Elsewhere in the warehouse, Batou and Togusa were chasing the Major’s signal as quickly as they could. It had been inactive for some while, but now it was on again and they intended to speed to her side—while fighting their way through the yakuza guards that kept springing into their path. Despite the fact that the Section Nine agents were better armed, better trained and a lot better prepared than their enemies, Batou was starting to have some concerns about how much ammo they had left.

And yet more yakuza poured into the hallway. “Togusa!” Batou yelled. Togusa sprang to the side to kick down a closed door, while Batou lay down a spray of covering fire for him, mowing down the men trying to kill them both.

The Major had stopped fighting Kuze and was listening to what he had to tell her. It was horrible, it turned her world upside down, but there was too much proof he was telling the truth.

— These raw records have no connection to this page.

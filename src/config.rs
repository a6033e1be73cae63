//! Configuration management

use std::{collections::BTreeMap, env, path::Path, time::Duration};

use figment::{
    Figment,
    providers::{Env, Format, Yaml},
};
use regex::Regex;
use serde::{Deserialize, Serialize};
use serde_json::{Map, Value};

use crate::allow::AllowSpec;
use crate::{Error, Result};

/// Gateway configuration
#[derive(Debug, Clone, Default, PartialEq, Serialize, Deserialize)]
#[serde(default)]
pub struct GatewayConfig {
    /// Environment files to load before `${VAR}` expansion.
    /// Paths support ~ expansion. Loaded in order, later files override earlier.
    pub env_files: Vec<String>,
    /// Allowed message shapes. Absent disables enforcement.
    pub allow: Option<BTreeMap<String, AllowSpec>>,
    /// Base object of the `custom` hook fold
    pub custom: Map<String, Value>,
    /// Base object of the `fixed` hook fold
    pub fixed: Map<String, Value>,
    /// Client timeout negotiation
    pub timeout: TimeoutConfig,
    /// Error disclosure
    pub error: ErrorConfig,
    /// Diagnostics
    pub debug: DebugConfig,
}

/// Client timeout negotiation
#[derive(Debug, Clone, Copy, Default, PartialEq, Eq, Serialize, Deserialize)]
#[serde(default)]
pub struct TimeoutConfig {
    /// Honour `timeout$` on inbound requests
    pub client: bool,
    /// Largest accepted `timeout$` in milliseconds; non-positive means the
    /// runtime default
    pub max: i64,
}

impl TimeoutConfig {
    /// Largest timeout a client may request.
    #[must_use]
    pub fn cap(&self, runtime_default: Duration) -> Duration {
        u64::try_from(self.max)
            .ok()
            .filter(|max| *max > 0)
            .map_or(runtime_default, Duration::from_millis)
    }
}

/// What a failure envelope may disclose
#[derive(Debug, Clone, Copy, Default, PartialEq, Eq, Serialize, Deserialize)]
#[serde(default)]
pub struct ErrorConfig {
    /// Include the error message
    pub message: bool,
    /// Include the error details
    pub details: bool,
}

/// Diagnostics
#[derive(Debug, Clone, Copy, Default, PartialEq, Eq, Serialize, Deserialize)]
#[serde(default)]
pub struct DebugConfig {
    /// Include stack traces, full trace metadata and allow-list decisions in
    /// responses
    pub response: bool,
    /// Log every pipeline stage
    pub log: bool,
}

impl GatewayConfig {
    /// Load configuration from file and environment
    ///
    /// # Errors
    ///
    /// Returns an error if the config file does not exist or cannot be parsed.
    pub fn load(path: Option<&Path>) -> Result<Self> {
        let mut figment = Figment::new();

        if let Some(p) = path {
            if !p.exists() {
                return Err(Error::Config(format!(
                    "Config file not found: {}",
                    p.display()
                )));
            }
            figment = figment.merge(Yaml::file(p));
        }

        // MSG_GATEWAY_DEBUG__RESPONSE=true -> debug.response
        figment = figment.merge(Env::prefixed("MSG_GATEWAY_").split("__"));

        let mut config: Self = figment
            .extract()
            .map_err(|e| Error::Config(e.to_string()))?;

        config.load_env_files();
        config.expand_env_vars()?;

        Ok(config)
    }

    /// Parse configuration from a YAML document, without environment overrides.
    ///
    /// # Errors
    ///
    /// Returns an error if the document cannot be parsed.
    pub fn from_yaml(yaml: &str) -> Result<Self> {
        let mut config: Self =
            serde_yaml::from_str(yaml).map_err(|e| Error::Config(e.to_string()))?;
        config.expand_env_vars()?;
        Ok(config)
    }

    /// Load environment files into the process environment.
    /// Files that don't exist are skipped.
    fn load_env_files(&self) {
        for path_str in &self.env_files {
            let expanded = match (path_str.strip_prefix('~'), dirs::home_dir()) {
                (Some(rest), Some(home)) => format!("{}{rest}", home.display()),
                _ => path_str.clone(),
            };

            let path = Path::new(&expanded);
            if !path.exists() {
                tracing::debug!("Env file not found (skipped): {expanded}");
                continue;
            }
            match dotenvy::from_path(path) {
                Ok(()) => tracing::info!("Loaded env file: {expanded}"),
                Err(e) => tracing::warn!("Failed to load env file {expanded}: {e}"),
            }
        }
    }

    /// Expand `${VAR}` and `${VAR:-default}` in the string values of
    /// `custom` and `fixed`
    fn expand_env_vars(&mut self) -> Result<()> {
        let re = Regex::new(r"\$\{([A-Z_][A-Z0-9_]*)(?::-([^}]*))?\}")
            .map_err(|e| Error::Internal(e.to_string()))?;

        for value in self.custom.values_mut().chain(self.fixed.values_mut()) {
            expand_value(&re, value);
        }
        Ok(())
    }
}

fn expand_value(re: &Regex, value: &mut Value) {
    match value {
        Value::String(s) => {
            if re.is_match(s) {
                *s = expand_string(re, s);
            }
        }
        Value::Array(items) => items.iter_mut().for_each(|v| expand_value(re, v)),
        Value::Object(map) => map.values_mut().for_each(|v| expand_value(re, v)),
        Value::Null | Value::Bool(_) | Value::Number(_) => {}
    }
}

fn expand_string(re: &Regex, value: &str) -> String {
    re.replace_all(value, |caps: &regex::Captures| {
        let var_name = &caps[1];
        let default = caps.get(2).map_or("", |m| m.as_str());
        env::var(var_name).unwrap_or_else(|_| default.to_string())
    })
    .into_owned()
}

#[cfg(test)]
mod tests {
    use super::*;
    use pretty_assertions::assert_eq;
    use serde_json::json;
    use std::io::Write;

    #[test]
    fn defaults_disable_everything() {
        let config = GatewayConfig::default();
        assert!(config.allow.is_none());
        assert!(!config.timeout.client);
        assert!(!config.error.message && !config.error.details);
        assert!(!config.debug.response && !config.debug.log);
    }

    #[test]
    fn full_document_from_yaml() {
        let yaml = r#"
allow:
  "foo:1":
    - "a:2"
    - { b: 3, c: 4 }
  "bar:1": true
custom:
  tenant: acme
fixed:
  role: user
timeout:
  client: true
  max: 5000
error:
  message: true
debug:
  response: true
"#;
        let config = GatewayConfig::from_yaml(yaml).unwrap();
        let allow = config.allow.unwrap();
        assert_eq!(allow["bar:1"], AllowSpec::Flag(true));
        assert_eq!(
            allow["foo:1"],
            AllowSpec::Params(vec![json!("a:2"), json!({"b": 3, "c": 4})])
        );
        assert_eq!(Value::Object(config.custom), json!({"tenant": "acme"}));
        assert_eq!(Value::Object(config.fixed), json!({"role": "user"}));
        assert_eq!(config.timeout, TimeoutConfig { client: true, max: 5000 });
        assert!(config.error.message);
        assert!(!config.error.details);
        assert!(config.debug.response);
        assert!(!config.debug.log);
    }

    #[test]
    fn empty_allow_section_enables_enforcement() {
        let config = GatewayConfig::from_yaml("allow: {}\n").unwrap();
        assert_eq!(config.allow, Some(BTreeMap::new()));
    }

    #[test]
    fn timeout_cap_falls_back_to_runtime_default() {
        let default = Duration::from_millis(22_222);
        for max in [0, -1] {
            let cfg = TimeoutConfig { client: true, max };
            assert_eq!(cfg.cap(default), default);
        }
        let cfg = TimeoutConfig { client: true, max: 100 };
        assert_eq!(cfg.cap(default), Duration::from_millis(100));
    }

    #[test]
    fn expands_env_vars_in_custom_and_fixed() {
        let yaml = r#"
custom:
  region: "${MSG_GW_TEST_UNSET_REGION:-eu-west}"
  nested:
    - "${MSG_GW_TEST_UNSET_LIST}"
fixed:
  path: "$HOME is not expanded"
"#;
        let config = GatewayConfig::from_yaml(yaml).unwrap();
        assert_eq!(
            Value::Object(config.custom),
            json!({"region": "eu-west", "nested": [""]})
        );
        assert_eq!(config.fixed["path"], json!("$HOME is not expanded"));
    }

    #[test]
    fn load_reads_yaml_file() {
        let dir = tempfile::tempdir().unwrap();
        let path = dir.path().join("gateway.yaml");
        let mut f = std::fs::File::create(&path).unwrap();
        writeln!(f, "allow:\n  'sys:user': true\nerror:\n  details: true").unwrap();
        drop(f);

        let config = GatewayConfig::load(Some(&path)).unwrap();
        assert_eq!(config.allow.unwrap().len(), 1);
        assert!(config.error.details);
    }

    #[test]
    fn load_missing_file_is_config_error() {
        let err = GatewayConfig::load(Some(Path::new("/nonexistent/gateway.yaml"))).unwrap_err();
        assert!(matches!(err, Error::Config(_)));
        assert!(err.to_string().contains("Config file not found"));
    }

    #[test]
    fn env_files_are_loaded_before_expansion() {
        let dir = tempfile::tempdir().unwrap();
        let env_path = dir.path().join("gateway.env");
        let mut f = std::fs::File::create(&env_path).unwrap();
        writeln!(f, "MSG_GW_TEST_TENANT=from_env_file").unwrap();
        drop(f);

        let path = dir.path().join("gateway.yaml");
        let mut f = std::fs::File::create(&path).unwrap();
        writeln!(
            f,
            "env_files:\n  - {}\ncustom:\n  tenant: \"${{MSG_GW_TEST_TENANT}}\"",
            env_path.display()
        )
        .unwrap();
        drop(f);

        let config = GatewayConfig::load(Some(&path)).unwrap();
        assert_eq!(config.custom["tenant"], json!("from_env_file"));
    }

    #[test]
    fn env_files_skip_missing() {
        let config = GatewayConfig {
            env_files: vec!["/nonexistent/path/.env".to_string()],
            ..Default::default()
        };
        config.load_env_files();
    }
}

“Don’t… take the medication… that they give you,” he warned her. “They use it to suppress your memories. Your shell belongs to them, but not your ghost. Your ghost is yours. Remember that, and maybe you… can remember it all.”

He might have said more, but a grenade blast tore one of the doors off its hinges. Batou and Togusa sprinted in through the roiling dust. Batou at once levelled his gun at Kuze. “Get away from her!” Batou shouted. “Get down on the ground… now!”

Kuze pulled two Uzis, firing them simultaneously at Batou and Togusa until the weapons clicked on empty. The two agents ducked for cover and returned fire, but no one was struck in the exchange. Kuze dropped the machine guns, turned and ran, vanishing into the surrounding darkness. Somewhere down the hall, a door slammed.

“Major!” Batou shouted.

He was relieved to see that she appeared unharmed—but she was staring at him with distrust. In disbelief, Batou watched as the Major turned and fled through the doorway. “Major!” he shouted again. He got no answer.